Le corps de Feliciano devint froid et rigide. Il ne pouvait pas comprendre, il ne pouvait pas vraiment saisir. C'était trop incroyablement merveilleux, trop étrange et soudain, et s'il se mettait à y croire, il perdrait le contrôle à coup sûr. Il se contenta de respirer profondément, une main sur sa poitrine pour calmer la vague familière de sensations envahissantes. Ludwig… « Non. » Feliciano secoua encore la tête. « Je rêve. Ou je délire, ou… Vous êtes sûr que je ne suis pas mort ? »
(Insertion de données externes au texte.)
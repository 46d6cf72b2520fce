//! Default path resolution for the configuration file
//!
//! Uses XDG Base Directory specification when available, with sensible fallbacks.

use std::path::PathBuf;

/// Returns the default path for the configuration file.
///
/// Uses XDG config directory if available:
/// - Linux/macOS: `~/.config/ccfan/config.toml`
/// - Fallback: `/etc/ccfan/config.toml`
pub fn default_config_path() -> PathBuf {
    dirs::config_dir()
        .unwrap_or_else(|| PathBuf::from("/etc"))
        .join("ccfan")
        .join("config.toml")
}
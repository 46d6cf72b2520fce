//! Configuration types for ccfan
//!
//! A single [`StaticConfig`] TOML file, loaded once at startup. Every section
//! is optional; missing values fall back to the device profile defaults.
//! Command-line flags override what the file says.

mod paths;
mod static_config;

pub use paths::default_config_path;
pub use static_config::{ControlConfig, DeviceConfig, SensorConfig, StaticConfig};
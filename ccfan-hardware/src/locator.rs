//! Serial endpoint discovery
//!
//! Finds the port the controller board sits on. A USB VID/PID match wins;
//! failing that, the first port whose name looks like a USB serial adapter
//! is used.

use ccfan_core::{DefaultDevice, DeviceProfile, Endpoint, UsbSignature};
use std::marker::PhantomData;
use tokio_serial::{SerialPortInfo, SerialPortType};
use tracing::{debug, warn};

/// Source of the endpoint to connect to
pub trait DeviceLocator: Send + Sync {
    /// Return the endpoint to use, or `None` when nothing suitable exists
    fn locate(&self) -> Option<Endpoint>;
}

/// Port summary used for selection
#[derive(Debug, Clone, PartialEq, Eq)]
pub struct PortCandidate {
    /// OS port name (e.g. `/dev/ttyUSB0`, `COM3`)
    pub name: String,
    /// USB VID/PID, when the port is a USB device
    pub usb: Option<(u16, u16)>,
}

impl PortCandidate {
    pub fn new(name: impl Into<String>, usb: Option<(u16, u16)>) -> Self {
        Self {
            name: name.into(),
            usb,
        }
    }
}

impl From<&SerialPortInfo> for PortCandidate {
    fn from(info: &SerialPortInfo) -> Self {
        let usb = match &info.port_type {
            SerialPortType::UsbPort(usb) => Some((usb.vid, usb.pid)),
            _ => None,
        };
        Self::new(info.port_name.clone(), usb)
    }
}

/// Pick an endpoint from the enumerated ports.
///
/// Signature matches take priority over name matches; within each pass the
/// enumeration order decides.
pub fn select_endpoint(
    ports: &[PortCandidate],
    signatures: &[UsbSignature],
    name_patterns: &[&str],
) -> Option<Endpoint> {
    let by_signature = ports.iter().find(|port| match port.usb {
        Some((vid, pid)) => signatures.iter().any(|sig| sig.matches(vid, pid)),
        None => false,
    });
    if let Some(port) = by_signature {
        debug!("Matched USB signature at: {}", port.name);
        return Some(Endpoint::new(port.name.clone()));
    }

    let by_name = ports
        .iter()
        .find(|port| name_patterns.iter().any(|p| port.name.contains(p)));
    if let Some(port) = by_name {
        debug!("Matched port name pattern at: {}", port.name);
        return Some(Endpoint::new(port.name.clone()));
    }

    None
}

/// Find the device for the given profile among the system's serial ports
pub fn find_device<P: DeviceProfile>() -> Option<Endpoint> {
    debug!("Searching for {} serial port", P::NAME);

    let ports = match tokio_serial::available_ports() {
        Ok(ports) => ports,
        Err(e) => {
            warn!("Failed to enumerate serial ports: {}", e);
            return None;
        }
    };

    let candidates: Vec<PortCandidate> = ports.iter().map(PortCandidate::from).collect();
    for candidate in &candidates {
        match candidate.usb {
            Some((vid, pid)) => debug!(
                "Checking port: {} (VID:{:04X} PID:{:04X})",
                candidate.name, vid, pid
            ),
            None => debug!("Checking port: {}", candidate.name),
        }
    }

    let found = select_endpoint(&candidates, P::USB_SIGNATURES, P::PORT_NAME_PATTERNS);
    if found.is_none() {
        debug!("{} not found", P::NAME);
    }
    found
}

/// Locator backed by the operating system's serial port list
pub struct UsbSerialLocator<P: DeviceProfile = DefaultDevice> {
    _profile: PhantomData<P>,
}

impl<P: DeviceProfile> UsbSerialLocator<P> {
    pub fn new() -> Self {
        Self {
            _profile: PhantomData,
        }
    }
}

impl<P: DeviceProfile> Default for UsbSerialLocator<P> {
    fn default() -> Self {
        Self::new()
    }
}

impl<P: DeviceProfile> DeviceLocator for UsbSerialLocator<P> {
    fn locate(&self) -> Option<Endpoint> {
        find_device::<P>()
    }
}
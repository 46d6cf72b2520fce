//! Linux sysfs thermal zone sensor

use super::SensorProvider;
use ccfan_core::{CcFanError, Result};
use std::fs;
use std::path::{Path, PathBuf};
use tracing::info;

/// Reads a `thermal_zone*/temp` style file (millidegrees Celsius)
pub struct ThermalZoneSensor {
    path: PathBuf,
    name: String,
    open: bool,
}

impl ThermalZoneSensor {
    /// Bind to a thermal zone file, checking it can be read now
    pub fn new(path: PathBuf) -> Result<Self> {
        let initial = read_celsius(&path)?;
        info!("Monitoring {} (currently {} °C)", path.display(), initial);

        Ok(Self {
            name: path.display().to_string(),
            path,
            open: true,
        })
    }
}

impl SensorProvider for ThermalZoneSensor {
    fn name(&self) -> &str {
        &self.name
    }

    fn temperature(&mut self) -> Result<i32> {
        if !self.open {
            return Err(CcFanError::Sensor(format!("{} has been shut down", self.name)));
        }
        read_celsius(&self.path)
    }

    fn shutdown(&mut self) {
        self.open = false;
    }
}

fn read_celsius(path: &Path) -> Result<i32> {
    let content = fs::read_to_string(path)
        .map_err(|e| CcFanError::Sensor(format!("Failed to read {}: {}", path.display(), e)))?;
    parse_millidegrees(&content)
}

/// Parse millidegrees into whole degrees, rounding half away from zero
pub fn parse_millidegrees(content: &str) -> Result<i32> {
    let milli: i64 = content
        .trim()
        .parse()
        .map_err(|e| CcFanError::Sensor(format!("Invalid temperature '{}': {}", content.trim(), e)))?;

    let rounded = if milli >= 0 {
        (milli + 500) / 1000
    } else {
        (milli - 500) / 1000
    };
    i32::try_from(rounded)
        .map_err(|_| CcFanError::Sensor(format!("Implausible temperature: {}", milli)))
}
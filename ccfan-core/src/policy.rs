//! Temperature-to-duty speed policy
//!
//! Maps a sensor reading onto a duty cycle using the low/high thresholds.
//! Linear interpolation is used between them.

use crate::types::{Duty, ThresholdPair};

/// Compute the fan duty for a temperature reading.
///
/// - `reading <= low` → 0%
/// - `reading >= high` → 100%
/// - otherwise `100 * (reading - low) / (high - low)`, rounded half up
///
/// Integer arithmetic only, so the result is exact for every input.
pub fn speed_for(reading: i32, thresholds: &ThresholdPair) -> Duty {
    let (low, high) = (thresholds.low(), thresholds.high());

    if reading <= low {
        return Duty::OFF;
    }
    if reading >= high {
        return Duty::FULL;
    }

    let span = i64::from(high) - i64::from(low);
    let offset = i64::from(reading) - i64::from(low);
    // floor(x + 1/2) with x = 100 * offset / span
    let percent = (200 * offset + span) / (2 * span);

    Duty::clamped(percent)
}
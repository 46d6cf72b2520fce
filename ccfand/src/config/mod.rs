//! Configuration management module
//!
//! Loads the TOML configuration file and layers command-line overrides on
//! top of it.

use ccfan_core::{CcFanError, Result, SensorConfig, StaticConfig, ThresholdPair};
use std::path::{Path, PathBuf};
use tracing::{debug, info};

/// Values given on the command line; `None` keeps the file's value
#[derive(Debug, Clone, Default)]
pub struct CliOverrides {
    pub high: Option<i32>,
    pub low: Option<i32>,
    pub port: Option<String>,
    pub gpu_index: Option<u32>,
    pub thermal_zone: Option<PathBuf>,
}

/// Load configuration from file
///
/// A missing file is not an error; defaults are used instead.
pub fn load(path: &Path) -> Result<StaticConfig> {
    debug!("Loading configuration from: {}", path.display());

    let (config, found) = StaticConfig::load_or_default(path)?;
    if found {
        info!("Configuration loaded from {}", path.display());
    } else {
        info!(
            "Configuration file not found: {}. Using defaults.",
            path.display()
        );
    }
    Ok(config)
}

/// Apply command-line overrides
///
/// # Errors
///
/// Returns a configuration error when the resulting thresholds are not
/// `low < high`.
pub fn apply_overrides(mut config: StaticConfig, overrides: &CliOverrides) -> Result<StaticConfig> {
    let low = overrides.low.unwrap_or(config.thresholds.low());
    let high = overrides.high.unwrap_or(config.thresholds.high());
    config.thresholds = ThresholdPair::new(low, high)
        .map_err(|_| CcFanError::Config("--low must be lower than --high".to_string()))?;

    if let Some(port) = &overrides.port {
        config.device.port = Some(port.clone());
    }

    // An explicit thermal zone wins over a GPU index
    if let Some(path) = &overrides.thermal_zone {
        config.sensor = SensorConfig::ThermalZone { path: path.clone() };
    } else if let Some(index) = overrides.gpu_index {
        config.sensor = SensorConfig::Nvml { index };
    }

    Ok(config)
}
Roderich hocha la tête. « Plutôt sûr. »
Le corps figé de Feliciano parut fondre. La sueur perla sur son front, son pouls décolla, brûlant dans ses veines. « C'est juste que je… J'ai attendu si longtemps, et tout le monde disait que Ludwig était… était mort, ou perdu, et que je devais l'oublier, alors je croyais que je ne le reverrais plus jamais, j'étais certain de ne le revoir qu'après ma mort, mais… Mais il est en vie, et… Vous ne comprenez pas, c'est trop, et ça fait si longtemps, et je ne sais pas…
- Respire, Feliciano. »
Ce n'est que lorsque Roderich prononça ces mots que Feliciano réalisa qu'il tremblait, à bout de souffle. Il posa ses mains sur ses genoux et se pencha, prenant de profondes inspirations étranglées. Le doute bouchait encore ses pensées. Cela ne pouvait pas être vrai, il devait y avoir un problème… « Pourquoi est-ce que Ludwig n'est pas venu lui-même ? » Roderich resta silencieux un instant avant de simplement dire, « Il a essayé. »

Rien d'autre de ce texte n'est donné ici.